The Twitter auto crop feature functions like a tweet’s character limit in order to keep images on the microblogging platform consistent with the rest of the feed — but now Twitter is getting better at those crops, thanks to artificial intelligence. Twitter is now rolling out a smarter auto crop based on neural networks, the company announced in a blog post on January 24.
The previous auto crop feature worked by using face detection to keep faces in the frame. When no faces were detected in the image, the software would simply crop the preview at the center, while a click on the image allowing users to see the entire shot. Twitter says the crop option without faces would often lead to awkward crops, while sometimes the software didn’t correctly identify faces.
To fix those awkwardly cropped previews, Twitter engineers used what’s called salient image maps to train a neural network. Salient maps use eye trackers to determine the areas of an image that most catch the viewer’s eye. Earlier research in the area showed that viewers tend to focus on faces, text, animals, objects, and areas with high contrast.
Twitter used that earlier data to train the program to understand which areas of the image are the most important. Using that data, the program can recognize those features and make that auto crop in a place that will leave the most visual areas inside the crop.
But Twitter wasn’t done — while saliency software works well, it’s also slow, which would have prevented tweets from being posted in real time. To solve the awkward crops problem without a slowdown, Twitter refined the program again using two different techniques that improved the speed tenfold. The first trained a smaller network using that first good but slow program in order to speed up those crops. Next, the software engineers determined a number of visual points to map on each image, effectively removing the smaller, less important visual cues while keeping the largest areas intact.

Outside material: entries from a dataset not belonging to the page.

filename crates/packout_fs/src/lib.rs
mod file_system;
#[cfg(feature = "memory")]
mod memory;
#[cfg(feature = "os")]
mod os;

pub use crate::file_system::FileSystem;
#[cfg(feature = "memory")]
pub use memory::MemoryFileSystem;
#[cfg(feature = "os")]
pub use os::OsFileSystem;
use std::{fmt::Display, path::PathBuf};

use arcstr::ArcStr;

use crate::StrOrBytes;

/// What a finished product is, which decides the filename template applied
/// to it and its position in the final output listing.
#[derive(Debug, Clone, Copy, PartialEq, Eq)]
pub enum ProductKind {
  /// A script users load directly.
  Entry,
  /// A script loaded by other scripts.
  Chunk,
  /// Everything else, images, styles, fonts.
  Asset,
}

impl ProductKind {
  pub fn is_script(self) -> bool {
    matches!(self, Self::Entry | Self::Chunk)
  }
}

impl Display for ProductKind {
  fn fmt(&self, f: &mut std::fmt::Formatter<'_>) -> std::fmt::Result {
    match self {
      Self::Entry => write!(f, "entry"),
      Self::Chunk => write!(f, "chunk"),
      Self::Asset => write!(f, "asset"),
    }
  }
}

/// One finished file handed to the emitter for naming and writing. Products
/// arrive fully built, the emitter only decides where they land.
#[derive(Debug, Clone)]
pub struct BuildProduct {
  /// Explicit name. Wins over any name derived from `origin`.
  pub name: Option<ArcStr>,
  /// The source path this product was built from.
  pub origin: Option<PathBuf>,
  pub kind: ProductKind,
  pub source: StrOrBytes,
}

impl BuildProduct {
  pub fn new(kind: ProductKind, source: impl Into<StrOrBytes>) -> Self {
    Self { name: None, origin: None, kind, source: source.into() }
  }

  #[must_use]
  pub fn with_name(mut self, name: impl Into<ArcStr>) -> Self {
    self.name = Some(name.into());
    self
  }

  #[must_use]
  pub fn with_origin(mut self, origin: impl Into<PathBuf>) -> Self {
    self.origin = Some(origin.into());
    self
  }
}
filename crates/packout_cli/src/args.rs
use std::path::PathBuf;

use clap::Args;

use crate::types::framework_plugin::FrameworkPlugin;

#[derive(Args)]
pub struct InputArgs {
  #[clap(long)]
  pub root: Option<PathBuf>,

  #[clap(long, short = 'c')]
  pub config: Option<PathBuf>,

  #[clap(long, action = clap::ArgAction::Append, value_name = "NAME=PATH|PATH")]
  pub input: Option<Vec<String>>,

  #[clap(long, action = clap::ArgAction::Append, value_name = "NAME=PATH|PATH")]
  pub chunk: Option<Vec<String>>,

  #[clap(long, action = clap::ArgAction::Append, value_name = "NAME=PATH|PATH")]
  pub asset: Option<Vec<String>>,
}

#[derive(Args)]
pub struct OutputArgs {
  #[clap(long, short = 'd')]
  pub dir: Option<String>,

  #[clap(long)]
  pub entry_file_names: Option<String>,

  #[clap(long)]
  pub chunk_file_names: Option<String>,

  #[clap(long)]
  pub asset_file_names: Option<String>,

  #[clap(long)]
  pub empty_out_dir: Option<bool>,
}

#[derive(Args)]
pub struct EnhanceArgs {
  #[clap(long, action = clap::ArgAction::Append)]
  pub plugin: Option<Vec<FrameworkPlugin>>,

  #[clap(long)]
  pub print_config: bool,

  #[clap(long)]
  pub dry_run: bool,

  #[clap(long)]
  pub silent: bool,
}
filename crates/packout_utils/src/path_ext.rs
use std::{borrow::Cow, ffi::OsStr};

pub trait PathExt {
  fn representative_file_name(&self) -> Cow<'_, str>;
}

impl PathExt for std::path::Path {
  /// Derives a display name for a file, stepping up to the parent directory
  /// for `index` and `mod` files since their own stem carries no information.
  fn representative_file_name(&self) -> Cow<'_, str> {
    let stem = self.file_stem().map_or_else(|| self.to_string_lossy(), OsStr::to_string_lossy);

    match &*stem {
      "index" | "mod" => {
        self.parent().and_then(Self::file_stem).map_or(stem, OsStr::to_string_lossy)
      }
      _ => stem,
    }
  }
}

#[test]
fn test_representative_file_name() {
  use std::path::Path;

  assert_eq!(Path::new("src/main.ts").representative_file_name(), "main");
  assert_eq!(Path::new("src/widgets/index.js").representative_file_name(), "widgets");
  assert_eq!(Path::new("src/widgets/mod.ts").representative_file_name(), "widgets");
  assert_eq!(Path::new("index.js").representative_file_name(), "index");
}
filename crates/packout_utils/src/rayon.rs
pub use rayon::iter::{
  IndexedParallelIterator, IntoParallelIterator, IntoParallelRefIterator, ParallelIterator,
};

The resulting software allows images to post in real time, but with better crops. In a group of before and after pictures, Twitter shows images with faces that the earlier system wouldn’t detect properly cropped to face rather than feet. Other examples show images of objects that were cut out in the first program because they didn’t sit in the middle of the image, but were more appropriately cropped using the updated algorithms. Another example shows the program recognizing text and adjusting the crop to include a sign.